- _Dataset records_
**********
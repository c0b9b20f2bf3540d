use crate::services::upload_coordinator::UploadError;
use std::io;
use std::path::{Path, PathBuf};
use tempfile::TempPath;
use tokio::io::{AsyncRead, AsyncReadExt, AsyncWriteExt};

const COPY_BUFFER_SIZE: usize = 64 * 1024;

/// A payload written to local disk for the duration of one upload request.
///
/// The backing file is removed when the handle is dropped, so every exit path
/// of the owning request (including cancellation) cleans up. Call [`StagedFile::remove`]
/// to delete eagerly and observe the I/O result.
#[derive(Debug)]
pub struct StagedFile {
    path: TempPath,
    size: u64,
}

impl StagedFile {
    pub fn path(&self) -> &Path {
        &self.path
    }

    pub fn size(&self) -> u64 {
        self.size
    }

    pub fn remove(self) -> io::Result<()> {
        self.path.close()
    }
}

/// Allocates uniquely named staging files in one directory.
#[derive(Debug, Clone)]
pub struct StagingArea {
    dir: PathBuf,
    max_size: u64,
}

impl StagingArea {
    pub fn new(dir: impl Into<PathBuf>, max_size: u64) -> Self {
        Self {
            dir: dir.into(),
            max_size,
        }
    }

    pub fn dir(&self) -> &Path {
        &self.dir
    }

    /// Writes the whole reader to a fresh staging file.
    pub async fn stage<R>(&self, mut reader: R) -> Result<StagedFile, UploadError>
    where
        R: AsyncRead + Unpin,
    {
        tokio::fs::create_dir_all(&self.dir)
            .await
            .map_err(UploadError::Staging)?;

        let named = tempfile::Builder::new()
            .prefix("upload-")
            .tempfile_in(&self.dir)
            .map_err(UploadError::Staging)?;
        let (file, path) = named.into_parts();
        let mut file = tokio::fs::File::from_std(file);

        // From here on `path` owns the file: any early return deletes it.
        let mut buffer = vec![0u8; COPY_BUFFER_SIZE];
        let mut size: u64 = 0;

        loop {
            let n = reader.read(&mut buffer).await.map_err(UploadError::Staging)?;
            if n == 0 {
                break;
            }
            size += n as u64;
            if size > self.max_size {
                return Err(UploadError::TooLarge {
                    limit: self.max_size,
                });
            }
            file.write_all(&buffer[..n])
                .await
                .map_err(UploadError::Staging)?;
        }

        file.flush().await.map_err(UploadError::Staging)?;
        file.sync_all().await.map_err(UploadError::Staging)?;

        tracing::debug!("Staged {} bytes at {}", size, path.display());

        Ok(StagedFile { path, size })
    }
}
use crate::config::TransferConfig;
use crate::models::{CompletedPartInfo, PartPlan, UploadReceipt, UploadSession};
use crate::services::staging::StagedFile;
use crate::services::storage::StorageService;
use bytes::Bytes;
use rand::Rng;
use std::io::SeekFrom;
use std::path::Path;
use std::sync::Arc;
use std::time::Duration;
use thiserror::Error;
use tokio::io::{AsyncReadExt, AsyncSeekExt};
use tokio::sync::Semaphore;
use tokio::task::JoinSet;
use tokio::time::{Instant, timeout_at};

#[derive(Error, Debug)]
pub enum UploadError {
    #[error("staging failed: {0}")]
    Staging(#[source] std::io::Error),

    #[error("file exceeds the {limit} byte limit")]
    TooLarge { limit: u64 },

    #[error("could not open multipart session: {0}")]
    Initiate(#[source] anyhow::Error),

    #[error("part {part_number} failed after {attempts} attempt(s): {source}")]
    PartUpload {
        part_number: i32,
        attempts: u32,
        #[source]
        source: anyhow::Error,
    },

    #[error("part task failed: {0}")]
    TaskFailed(String),

    #[error("invalid part sequence: {0}")]
    InvalidPartSequence(String),

    #[error("commit failed: {0}")]
    Commit(#[source] anyhow::Error),

    #[error("upload did not finish within {0:?}")]
    TimedOut(Duration),
}

/// Exponential backoff with random jitter, clamped to `max_delay`.
#[derive(Debug, Clone)]
pub struct RetryPolicy {
    pub max_retries: u32,
    pub base_delay: Duration,
    pub max_delay: Duration,
}

impl RetryPolicy {
    pub fn from_config(config: &TransferConfig) -> Self {
        Self {
            max_retries: config.part_max_retries,
            base_delay: Duration::from_millis(config.retry_base_delay_ms),
            max_delay: Duration::from_millis(config.retry_max_delay_ms),
        }
    }

    /// Delay before retry number `attempt` (zero-based).
    pub fn delay_for(&self, attempt: u32) -> Duration {
        let raw = self.base_delay.as_secs_f64() * 2f64.powi(attempt.min(30) as i32);
        let jitter = rand::thread_rng().gen_range(0.0..=0.25);
        Duration::from_secs_f64(raw * (1.0 + jitter)).min(self.max_delay)
    }
}

/// Splits `total_size` bytes into consecutive windows of `part_size`.
///
/// An empty payload still yields one (empty) part, since a multipart session
/// cannot be committed without parts.
pub fn plan_parts(total_size: u64, part_size: u64) -> Vec<PartPlan> {
    let part_size = part_size.max(1);
    let count = total_size.div_ceil(part_size).max(1);

    (0..count)
        .map(|i| {
            let offset = i * part_size;
            PartPlan {
                part_number: (i + 1) as i32,
                offset,
                len: part_size.min(total_size - offset),
            }
        })
        .collect()
}

/// Orders parts ascending and checks they cover `1..=expected` with no gaps or duplicates.
pub fn validate_part_sequence(
    parts: &mut [CompletedPartInfo],
    expected: usize,
) -> Result<(), UploadError> {
    parts.sort_by_key(|p| p.part_number);

    if parts.len() != expected {
        return Err(UploadError::InvalidPartSequence(format!(
            "expected {} parts, got {}",
            expected,
            parts.len()
        )));
    }

    for (index, part) in parts.iter().enumerate() {
        let wanted = (index + 1) as i32;
        if part.part_number != wanted {
            return Err(UploadError::InvalidPartSequence(format!(
                "found part {} where part {} was expected",
                part.part_number, wanted
            )));
        }
    }

    Ok(())
}

/// Drives one multipart transfer from a staged file into blob storage.
pub struct UploadCoordinator {
    storage: Arc<dyn StorageService>,
    part_size: u64,
    concurrency: usize,
    retry: RetryPolicy,
    timeout: Duration,
}

impl UploadCoordinator {
    pub fn new(storage: Arc<dyn StorageService>, config: &TransferConfig) -> Self {
        Self {
            storage,
            part_size: config.part_size as u64,
            concurrency: config.upload_concurrency.max(1),
            retry: RetryPolicy::from_config(config),
            timeout: config.upload_timeout(),
        }
    }

    /// Uploads the staged file to `destination_key`, committing all parts or none.
    ///
    /// The staged file is consumed and deleted before this returns, whatever the outcome.
    pub async fn upload(
        &self,
        staged: StagedFile,
        destination_key: &str,
        content_type: &str,
    ) -> Result<UploadReceipt, UploadError> {
        let result = self.transfer(&staged, destination_key, content_type).await;

        let staged_path = staged.path().to_path_buf();
        if let Err(e) = staged.remove() {
            tracing::warn!(
                "Failed to remove staged file {}: {}",
                staged_path.display(),
                e
            );
        }

        result
    }

    async fn transfer(
        &self,
        staged: &StagedFile,
        destination_key: &str,
        content_type: &str,
    ) -> Result<UploadReceipt, UploadError> {
        // One deadline covers initiate, parts and commit
        let deadline = Instant::now() + self.timeout;
        let plan = plan_parts(staged.size(), self.part_size);

        let upload_id = match timeout_at(
            deadline,
            self.storage
                .create_multipart_upload(destination_key, content_type),
        )
        .await
        {
            Ok(result) => result.map_err(UploadError::Initiate)?,
            Err(_) => return Err(UploadError::TimedOut(self.timeout)),
        };

        let mut session = UploadSession {
            upload_id,
            destination_key: destination_key.to_string(),
            total_size: staged.size(),
            part_size: self.part_size,
            parts: Vec::with_capacity(plan.len()),
        };

        tracing::info!(
            "Opened multipart upload {} for {} ({} bytes, {} parts)",
            session.upload_id,
            destination_key,
            session.total_size,
            plan.len()
        );

        let mut tasks = self.spawn_parts(staged.path(), &session, &plan);
        let collected = timeout_at(deadline, collect_parts(&mut tasks, &session.upload_id)).await;
        let uploaded = match collected {
            Ok(result) => result,
            Err(_) => {
                drain(&mut tasks).await;
                Err(UploadError::TimedOut(self.timeout))
            }
        };

        let mut parts = match uploaded {
            Ok(parts) => parts,
            Err(e) => {
                self.abort(&session).await;
                return Err(e);
            }
        };

        if let Err(e) = validate_part_sequence(&mut parts, plan.len()) {
            self.abort(&session).await;
            return Err(e);
        }
        session.parts = parts;

        let committed = timeout_at(
            deadline,
            self.storage.complete_multipart_upload(
                &session.destination_key,
                &session.upload_id,
                &session.parts,
            ),
        )
        .await;

        let failure = match committed {
            Ok(Ok(())) => None,
            Ok(Err(e)) => Some(UploadError::Commit(e)),
            Err(_) => Some(UploadError::TimedOut(self.timeout)),
        };
        if let Some(e) = failure {
            self.abort(&session).await;
            return Err(e);
        }

        tracing::info!(
            "Committed multipart upload {} for {}",
            session.upload_id,
            session.destination_key
        );

        Ok(UploadReceipt {
            key: session.destination_key,
            size: session.total_size,
            parts: session.parts.len(),
        })
    }

    /// Dispatches every part; the semaphore keeps at most `concurrency` in flight.
    fn spawn_parts(
        &self,
        path: &Path,
        session: &UploadSession,
        plan: &[PartPlan],
    ) -> JoinSet<Result<CompletedPartInfo, UploadError>> {
        let semaphore = Arc::new(Semaphore::new(self.concurrency));
        let mut tasks = JoinSet::new();

        for part in plan.iter().copied() {
            let semaphore = semaphore.clone();
            let storage = self.storage.clone();
            let retry = self.retry.clone();
            let path = path.to_path_buf();
            let key = session.destination_key.clone();
            let upload_id = session.upload_id.clone();

            tasks.spawn(async move {
                let _permit = semaphore
                    .acquire_owned()
                    .await
                    .map_err(|e| UploadError::TaskFailed(e.to_string()))?;
                upload_part_with_retry(storage.as_ref(), &path, &key, &upload_id, part, &retry)
                    .await
            });
        }

        tasks
    }

    async fn abort(&self, session: &UploadSession) {
        match self
            .storage
            .abort_multipart_upload(&session.destination_key, &session.upload_id)
            .await
        {
            Ok(()) => tracing::warn!(
                "Aborted multipart upload {} for {}",
                session.upload_id,
                session.destination_key
            ),
            Err(e) => tracing::error!(
                "Failed to abort multipart upload {} for {}: {:?}",
                session.upload_id,
                session.destination_key,
                e
            ),
        }
    }
}

/// Waits for every part. The first failure cancels the rest; the set is drained before returning.
async fn collect_parts(
    tasks: &mut JoinSet<Result<CompletedPartInfo, UploadError>>,
    upload_id: &str,
) -> Result<Vec<CompletedPartInfo>, UploadError> {
    let mut completed = Vec::with_capacity(tasks.len());
    let mut first_error = None;

    while let Some(joined) = tasks.join_next().await {
        let outcome = match joined {
            Ok(outcome) => outcome,
            Err(e) if e.is_cancelled() => continue,
            Err(e) => Err(UploadError::TaskFailed(e.to_string())),
        };

        match outcome {
            Ok(part) => completed.push(part),
            Err(e) => {
                if first_error.is_none() {
                    tracing::warn!("Cancelling remaining parts of {}: {}", upload_id, e);
                    tasks.abort_all();
                    first_error = Some(e);
                }
            }
        }
    }

    match first_error {
        Some(e) => Err(e),
        None => Ok(completed),
    }
}

/// Cancels outstanding part tasks and waits until each has stopped.
async fn drain<T: 'static>(tasks: &mut JoinSet<T>) {
    tasks.abort_all();
    while tasks.join_next().await.is_some() {}
}

async fn read_window(path: &Path, part: PartPlan) -> std::io::Result<Bytes> {
    let mut file = tokio::fs::File::open(path).await?;
    file.seek(SeekFrom::Start(part.offset)).await?;
    let mut buffer = vec![0u8; part.len as usize];
    file.read_exact(&mut buffer).await?;
    Ok(Bytes::from(buffer))
}

async fn upload_part_with_retry(
    storage: &dyn StorageService,
    path: &Path,
    key: &str,
    upload_id: &str,
    part: PartPlan,
    retry: &RetryPolicy,
) -> Result<CompletedPartInfo, UploadError> {
    let data = read_window(path, part)
        .await
        .map_err(|e| UploadError::PartUpload {
            part_number: part.part_number,
            attempts: 0,
            source: e.into(),
        })?;

    let mut attempt = 0;
    loop {
        match storage
            .upload_part(key, upload_id, part.part_number, data.clone())
            .await
        {
            Ok(e_tag) => {
                tracing::debug!("Uploaded part {} of {}", part.part_number, upload_id);
                return Ok(CompletedPartInfo {
                    part_number: part.part_number,
                    e_tag,
                });
            }
            Err(e) if attempt < retry.max_retries => {
                let delay = retry.delay_for(attempt);
                tracing::warn!(
                    "Part {} of {} failed (attempt {}), retrying in {:?}: {}",
                    part.part_number,
                    upload_id,
                    attempt + 1,
                    delay,
                    e
                );
                tokio::time::sleep(delay).await;
                attempt += 1;
            }
            Err(e) => {
                return Err(UploadError::PartUpload {
                    part_number: part.part_number,
                    attempts: attempt + 1,
                    source: e,
                });
            }
        }
    }
}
**********
- _Instructions for the task_
Only a number is expected here: the tally of lines above that contain "JoinSet". Please write nothing more.

- _Solution for this task_
5